Some infusions that were anticipated for the second quarter were rescheduled for afterward as well, and treatment centers have been trying to figure out who should receive Elevidys first.
“There is really no bottleneck at all,” Ingram said. “It’s a process that we’re dealing with.”
Sarepta management is predicting a significant uptick in use in the near future. Up until June, Elevidys was only available to certain boys with Duchenne who were 4 or 5 years old, capping its financial upside. The FDA that month loosened those restrictions, allowing all people at least 4 years of age and who have a specific mutation to get treatment. The company’s only near-term competitor, Pfizer, also stopped developing a rival gene therapy after the failure of a late-stage trial.
Murray, Sarepta’s chief customer officer, claimed treatment centers have since been dealing with “unprecedented demand” for Elevidys. More than 1,000 antibody testing kits, which the company views as a key indicator of future infusions, have been ordered. The “vast majority” of Duchenne patients are interested in therapy and “we only expect this to grow with time,” he said.
The company expects Elevidys sales to grow by one third between the second and third quarters, double over the following three months, and quickly accelerate once treatment centers have “fully adapt[ed] themselves to the broad label.” One reason why is, unlike most gene therapies, Elevidys’ multimillion-dollar price tag is paid upfront, not through installments tied to its performance, Murphy said.

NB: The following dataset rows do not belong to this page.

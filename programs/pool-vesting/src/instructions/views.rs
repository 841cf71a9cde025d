//! Read-only instructions. Results are returned through Anchor return data.

use anchor_lang::prelude::*;

use crate::constants::{
    ALLOCATION_SEED, CONFIG_SEED, MAX_ALLOCATIONS_PER_QUERY, MAX_POOLS_PER_QUERY, POOL_SEED,
};
use crate::distribution;
use crate::error::VestingError;
use crate::state::{self, Allocation, Config, TransferCap, VestingPool};
use crate::utils::schedule;

pub fn get_pool(ctx: Context<GetPool>, _pool_id: u64) -> Result<VestingPool> {
    state::load(&ctx.accounts.pool, VestingError::PoolNotFound)
}

/// Returns pools `first_pool_id..` passed, in order, as remaining accounts.
pub fn get_all_pools(ctx: Context<GetAllPools>, first_pool_id: u64) -> Result<Vec<VestingPool>> {
    let config = &ctx.accounts.config;
    require!(
        ctx.remaining_accounts.len() <= MAX_POOLS_PER_QUERY,
        VestingError::PoolQueryTooLarge
    );

    let mut pools = Vec::with_capacity(ctx.remaining_accounts.len());
    for (offset, info) in ctx.remaining_accounts.iter().enumerate() {
        let pool_id = first_pool_id
            .checked_add(offset as u64)
            .ok_or(VestingError::MathOverflow)?;
        require!(pool_id < config.pool_count, VestingError::PoolNotFound);
        let (expected, _) =
            Pubkey::find_program_address(&[POOL_SEED, pool_id.to_le_bytes().as_ref()], &crate::ID);
        require_keys_eq!(info.key(), expected, VestingError::PoolNotFound);
        pools.push(state::load::<VestingPool>(info, VestingError::PoolNotFound)?);
    }
    Ok(pools)
}

/// Returns the allocations of `pool_id` passed as remaining accounts. Each
/// account must be the allocation PDA of that pool.
pub fn get_pool_allocations(
    ctx: Context<GetPoolAllocations>,
    pool_id: u64,
) -> Result<Vec<Allocation>> {
    require!(
        ctx.remaining_accounts.len() <= MAX_ALLOCATIONS_PER_QUERY,
        VestingError::AllocationQueryTooLarge
    );
    let _pool: VestingPool = state::load(&ctx.accounts.pool, VestingError::PoolNotFound)?;
    let pool_key = ctx.accounts.pool.key();

    let mut allocations = Vec::with_capacity(ctx.remaining_accounts.len());
    for info in ctx.remaining_accounts.iter() {
        let allocation: Allocation = state::load(info, VestingError::NotWhitelisted)?;
        require!(allocation.pool_id == pool_id, VestingError::NotWhitelisted);
        require_keys_eq!(
            info.key(),
            allocation.address(&pool_key)?,
            VestingError::NotWhitelisted
        );
        allocations.push(allocation);
    }
    Ok(allocations)
}

pub fn get_allocation(
    ctx: Context<GetAllocation>,
    _pool_id: u64,
    _beneficiary: Pubkey,
) -> Result<Allocation> {
    let (_, allocation) = ctx.accounts.load()?;
    Ok(allocation)
}

pub fn get_vested_amount(
    ctx: Context<GetAllocation>,
    _pool_id: u64,
    _beneficiary: Pubkey,
) -> Result<u64> {
    let (pool, allocation) = ctx.accounts.load()?;
    let now = Clock::get()?.unix_timestamp;
    schedule::vested_amount(&pool, &allocation, now)
}

pub fn get_releasable_amount(
    ctx: Context<GetAllocation>,
    _pool_id: u64,
    _beneficiary: Pubkey,
) -> Result<u64> {
    let (pool, allocation) = ctx.accounts.load()?;
    let now = Clock::get()?.unix_timestamp;
    distribution::releasable_amount(&pool, &allocation, now)
}

pub fn get_transfer_cap(ctx: Context<GetConfig>) -> Result<TransferCap> {
    Ok(ctx.accounts.config.transfer_cap)
}

/// Mint of the token claims currently pay out.
pub fn get_token(ctx: Context<GetConfig>) -> Result<Pubkey> {
    Ok(ctx.accounts.config.mint)
}

#[derive(Accounts)]
#[instruction(pool_id: u64)]
pub struct GetPool<'info> {
    /// CHECK: Pool PDA, deserialized in-handler.
    #[account(seeds = [POOL_SEED, pool_id.to_le_bytes().as_ref()], bump)]
    pub pool: UncheckedAccount<'info>,
}

#[derive(Accounts)]
pub struct GetAllPools<'info> {
    #[account(seeds = [CONFIG_SEED], bump = config.bump)]
    pub config: Account<'info, Config>,
}

#[derive(Accounts)]
#[instruction(pool_id: u64)]
pub struct GetPoolAllocations<'info> {
    /// CHECK: Pool PDA, deserialized in-handler.
    #[account(seeds = [POOL_SEED, pool_id.to_le_bytes().as_ref()], bump)]
    pub pool: UncheckedAccount<'info>,
}

#[derive(Accounts)]
#[instruction(pool_id: u64, beneficiary: Pubkey)]
pub struct GetAllocation<'info> {
    /// CHECK: Pool PDA, deserialized in-handler.
    #[account(seeds = [POOL_SEED, pool_id.to_le_bytes().as_ref()], bump)]
    pub pool: UncheckedAccount<'info>,

    /// CHECK: Allocation PDA, deserialized in-handler.
    #[account(seeds = [ALLOCATION_SEED, pool.key().as_ref(), beneficiary.as_ref()], bump)]
    pub allocation: UncheckedAccount<'info>,
}

impl GetAllocation<'_> {
    fn load(&self) -> Result<(VestingPool, Allocation)> {
        let pool = state::load(&self.pool, VestingError::PoolNotFound)?;
        let allocation = state::load(&self.allocation, VestingError::NotWhitelisted)?;
        Ok((pool, allocation))
    }
}

#[derive(Accounts)]
pub struct GetConfig<'info> {
    #[account(seeds = [CONFIG_SEED], bump = config.bump)]
    pub config: Account<'info, Config>,
}
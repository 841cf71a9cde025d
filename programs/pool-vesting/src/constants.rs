//! Program-wide constants.

/// PDA seed of the singleton configuration account.
pub const CONFIG_SEED: &[u8] = b"config";

/// PDA seed prefix of a vesting pool (followed by the little-endian pool id).
pub const POOL_SEED: &[u8] = b"pool";

/// PDA seed prefix of an allocation (followed by pool PDA and beneficiary).
pub const ALLOCATION_SEED: &[u8] = b"allocation";

/// PDA seed prefix of the token vault (followed by config PDA and mint).
pub const VAULT_SEED: &[u8] = b"vault";

/// `initial_unlock_ratio` is expressed in thousandths.
pub const UNLOCK_RATIO_DENOMINATOR: u16 = 1000;

/// Max bytes of a pool display name.
pub const MAX_POOL_NAME_LEN: usize = 64;

/// Max pools returned by a single `get_all_pools` call (return data is capped at 1 KiB).
pub const MAX_POOLS_PER_QUERY: usize = 6;

/// Max allocations returned by a single `get_pool_allocations` call.
pub const MAX_ALLOCATIONS_PER_QUERY: usize = 12;
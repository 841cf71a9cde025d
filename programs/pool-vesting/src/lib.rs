use anchor_lang::prelude::*;

pub mod auth;
pub mod constants;
pub mod distribution;
pub mod error;
pub mod instructions;
pub mod state;
pub mod utils;

pub use instructions::*;
use state::{Allocation, PoolParams, TransferCap, VestingPool};

declare_id!("DDy4hAiMUQxo4dYxcYrSnRwpEivWY6QVL4dzMXoN3iTn");

#[program]
pub mod pool_vesting {
    use super::*;

    /// Creates the config PDA (caller becomes administrator) and the vault for `mint`.
    pub fn initialize(ctx: Context<Initialize>) -> Result<()> {
        instructions::initialize::initialize(ctx)
    }

    /// Appends a vesting pool. Returns its index.
    pub fn add_pool(ctx: Context<AddPool>, params: PoolParams) -> Result<u64> {
        instructions::add_pool::add_pool(ctx, params)
    }

    /// Overwrites an existing pool's schedule in place.
    pub fn edit_pool(ctx: Context<EditPool>, pool_id: u64, params: PoolParams) -> Result<()> {
        instructions::edit_pool::edit_pool(ctx, pool_id, params)
    }

    /// Whitelists a beneficiary in a pool.
    pub fn allocate(
        ctx: Context<Allocate>,
        pool_id: u64,
        beneficiary: Pubkey,
        total_amount: u64,
    ) -> Result<()> {
        instructions::allocate::allocate(ctx, pool_id, beneficiary, total_amount)
    }

    /// Pauses or resumes claims for one allocation.
    pub fn set_disabled(
        ctx: Context<SetDisabled>,
        pool_id: u64,
        beneficiary: Pubkey,
        disabled: bool,
    ) -> Result<()> {
        instructions::set_disabled::set_disabled(ctx, pool_id, beneficiary, disabled)
    }

    /// Irreversibly freezes an allocation in a revocable pool.
    pub fn revoke(ctx: Context<Revoke>, pool_id: u64, beneficiary: Pubkey) -> Result<()> {
        instructions::revoke::revoke(ctx, pool_id, beneficiary)
    }

    pub fn set_transfer_cap(ctx: Context<SetTransferCap>, limit: u64, active: bool) -> Result<()> {
        instructions::set_transfer_cap::set_transfer_cap(ctx, limit, active)
    }

    pub fn transfer_admin(ctx: Context<TransferAdmin>, new_admin: Pubkey) -> Result<()> {
        instructions::transfer_admin::transfer_admin(ctx, new_admin)
    }

    /// Switches the payout token to the passed mint.
    pub fn set_token(ctx: Context<SetToken>) -> Result<()> {
        instructions::set_token::set_token(ctx)
    }

    pub fn deposit_tokens(ctx: Context<DepositTokens>, amount: u64) -> Result<()> {
        instructions::deposit_tokens::deposit_tokens(ctx, amount)
    }

    /// Withdraws vault tokens not owed to any beneficiary.
    pub fn withdraw_surplus(ctx: Context<WithdrawSurplus>, amount: u64) -> Result<()> {
        instructions::withdraw_surplus::withdraw_surplus(ctx, amount)
    }

    /// Transfers the releasable amount to the beneficiary. Returns the amount sent.
    pub fn claim(ctx: Context<Claim>, pool_id: u64, beneficiary: Pubkey) -> Result<u64> {
        instructions::claim::claim(ctx, pool_id, beneficiary)
    }

    pub fn get_pool(ctx: Context<GetPool>, pool_id: u64) -> Result<VestingPool> {
        instructions::views::get_pool(ctx, pool_id)
    }

    /// Pools are passed as remaining accounts starting at `first_pool_id`.
    pub fn get_all_pools(ctx: Context<GetAllPools>, first_pool_id: u64) -> Result<Vec<VestingPool>> {
        instructions::views::get_all_pools(ctx, first_pool_id)
    }

    /// Allocations of `pool_id` are passed as remaining accounts.
    pub fn get_pool_allocations(
        ctx: Context<GetPoolAllocations>,
        pool_id: u64,
    ) -> Result<Vec<Allocation>> {
        instructions::views::get_pool_allocations(ctx, pool_id)
    }

    pub fn get_allocation(
        ctx: Context<GetAllocation>,
        pool_id: u64,
        beneficiary: Pubkey,
    ) -> Result<Allocation> {
        instructions::views::get_allocation(ctx, pool_id, beneficiary)
    }

    pub fn get_vested_amount(
        ctx: Context<GetAllocation>,
        pool_id: u64,
        beneficiary: Pubkey,
    ) -> Result<u64> {
        instructions::views::get_vested_amount(ctx, pool_id, beneficiary)
    }

    pub fn get_releasable_amount(
        ctx: Context<GetAllocation>,
        pool_id: u64,
        beneficiary: Pubkey,
    ) -> Result<u64> {
        instructions::views::get_releasable_amount(ctx, pool_id, beneficiary)
    }

    pub fn get_transfer_cap(ctx: Context<GetConfig>) -> Result<TransferCap> {
        instructions::views::get_transfer_cap(ctx)
    }

    pub fn get_token(ctx: Context<GetConfig>) -> Result<Pubkey> {
        instructions::views::get_token(ctx)
    }
}
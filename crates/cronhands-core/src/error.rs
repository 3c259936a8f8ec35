//! Store errors.

use thiserror::Error;

/// Store error types.
#[derive(Debug, Error)]
pub enum StoreError {
    /// Record not found.
    #[error("Record not found: {0}")]
    NotFound(String),

    /// IO error.
    #[error("IO error: {0}")]
    Io(#[from] std::io::Error),

    /// Record could not be encoded or decoded.
    #[error("Serialization error: {0}")]
    Serialization(#[from] serde_json::Error),

    /// Generic error.
    #[error("{0}")]
    Custom(String),
}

Following the call, multiple analysts lowered Elevidys sales estimates for 2024, but defended the therapy’s future prospects. “We came away comfortable that … demand is very high” and “should support a major uptick in the near [and] medium term,” wrote RBC Capital Markets’ Brian Abrahams.
Sarepta has drawn “significant investor concern” by outlining “such a tight range” for seemingly achievable 2025 sales so far ahead of time, wrote Baird’s Brian Skorney. But “ultimately, we continue to think robust demand will win out here,” he added.